Раздражение его нарастало и крепчало с каждой фразой, слетавшей с его уст, и когда процессия достигла кладбища, глаза его за стеклами пенсне уже туманились бессильным гневом на госпожу Луриа. Ведь пока она еще пребывала в своем доме, у него оставалась надежда на то, что если удастся ему, несмотря на все трудности, прорваться через один из наглухо заколоченных входов, то он наконец доберется до нее, но с того момента, как она, хорошенько все обдумав, исчезла навсегда, иссякла и надежда аптекаря до нее добраться. И если бы речам его даже удалось расчистить эти заросшие уши и настежь распахнуть все входы оставшегося пустым тела, хозяйка дома уже не виднелась за потухшими глазами и голос ее не слышался за завесами заросших ушей, и в то самое время, когда он брел рядом с ее покинутым домом, возвращающимся к камням и праху, из коих был взят, адрес ее был для него недоступней, чем адрес ее сына Гавриэля, утаенный от него, хоть детская тайна сына и осталась ей неведома, а к известным ей деталям этой истории отнеслась она как к озорству, с расстояния тридцати лет заслуживающему лишь снисходительной улыбки.
Что до меня, то я не знаю, заслуживают ли они снисходительной улыбки, поскольку дошли до меня из уст аптекаря, а не от нее, да еще и в то время, когда глаза его были затуманены бессильным гневом на ее исчезновение. Я не знаю не только чего они заслуживают, но даже и того, как их воспринимал он сам, по крайней мере однажды бывший им свидетелем. Но с тех пор как они сорвались с его уст, словно древние глиняные черепки, пробуждающие глухим стуком память об ином бытии, существующем за пределами приходящего с рождением забвения, я не мог уже больше видеть новолуния без того, чтобы не обновился во мне образ отрока Гавриэля, который по достижении тринадцати лет принял ярмо заповедей и потому спустился со своей голубкой в долину Кедрона, но не в новолуние, а в день полной луны.
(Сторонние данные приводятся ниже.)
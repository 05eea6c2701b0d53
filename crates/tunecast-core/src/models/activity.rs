use std::fmt;
use std::str::FromStr;

use chrono::{DateTime, Utc};
use serde::{Deserialize, Serialize};

use super::owner::OwnerScope;
use super::record::CanonicalRecord;
use crate::error::{CoreError, Result};

#[derive(Debug, Clone, Copy, PartialEq, Eq, Hash, Serialize, Deserialize)]
#[serde(rename_all = "lowercase")]
pub enum ActivityKind {
    /// A podcast episode listened to.
    Episode,
    /// A catalog track played.
    Track,
}

impl fmt::Display for ActivityKind {
    fn fmt(&self, f: &mut fmt::Formatter<'_>) -> fmt::Result {
        match self {
            Self::Episode => f.write_str("episode"),
            Self::Track => f.write_str("track"),
        }
    }
}

impl FromStr for ActivityKind {
    type Err = CoreError;

    fn from_str(s: &str) -> Result<Self> {
        match s.trim().to_ascii_lowercase().as_str() {
            "episode" | "podcast" => Ok(Self::Episode),
            "track" | "song" | "music" => Ok(Self::Track),
            other => Err(CoreError::Validation(format!("unknown activity kind: {other}"))),
        }
    }
}

/// Input for recording activity. The timestamp is never taken from the caller.
#[derive(Debug, Clone, PartialEq, Eq)]
pub struct NewActivity {
    pub owner: OwnerScope,
    pub kind: ActivityKind,
    pub container_id: Option<String>,
    pub item_id: String,
    pub progress: Option<i64>,
}

impl NewActivity {
    pub fn new(
        owner: OwnerScope,
        kind: ActivityKind,
        container_id: Option<String>,
        item_id: impl Into<String>,
        progress: Option<i64>,
    ) -> Result<Self> {
        let item_id = item_id.into().trim().to_string();
        let container_id = container_id
            .map(|c| c.trim().to_string())
            .filter(|c| !c.is_empty());

        if item_id.is_empty() {
            return Err(CoreError::Validation(format!("{kind} id is required")));
        }
        if kind == ActivityKind::Episode && container_id.is_none() {
            return Err(CoreError::Validation(
                "podcast_id and episode_id are required".to_string(),
            ));
        }

        Ok(Self {
            owner,
            kind,
            container_id,
            item_id,
            progress,
        })
    }
}

#[derive(Debug, Clone, PartialEq, Eq, Serialize, Deserialize)]
pub struct ActivityEntry {
    pub id: i64,
    pub owner: OwnerScope,
    pub kind: ActivityKind,
    pub container_id: Option<String>,
    pub item_id: String,
    pub progress: Option<i64>,
    /// Server-assigned at write time.
    pub recorded_at: DateTime<Utc>,
}

/// An activity entry with the podcast and episode it refers to, when still stored.
#[derive(Debug, Clone, Serialize, Deserialize)]
pub struct HistoryView {
    pub entry: ActivityEntry,
    pub container: Option<CanonicalRecord>,
    pub item: Option<CanonicalRecord>,
}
Когда он лег в постель, темная комната наполнилась томлением, настежь распахнутое на восток окно начало светлеть от подоконника вверх, и крылья его голубки, порхавшей снаружи, били по лунным струнам, пока не упала она искрой с высоты и не опустилась на подоконник, став силуэтом на фоне лунного диска, всплывавшего снизу, чтобы послужить ей золотистым нимбом. Он встает на ее зов, одевается и выходит за нею на улицу, к луне, осыпающей свое червонное золото в туманы Моабитских гор и становящейся все круглее, все серебристее по мере подъема. Нога его не преткнулась о камень и голова не сорвалась в пропасть у основания стены, по гребню которой спешил он от Башни Давида к долине Иосафата над Геенной, над Цитаделью, над руслом Гихона, над потоком Кедроном, и никакое зло с ним не приключилось и не должно было настигнуть его, пока не пострадала душа его, связанная воедино с жизнью голубки и бьющаяся меж ее крыльев. Когда однажды камень из рогатки ранил ее крыло, он слег в постель и не поправился прежде, чем не зажило крыло.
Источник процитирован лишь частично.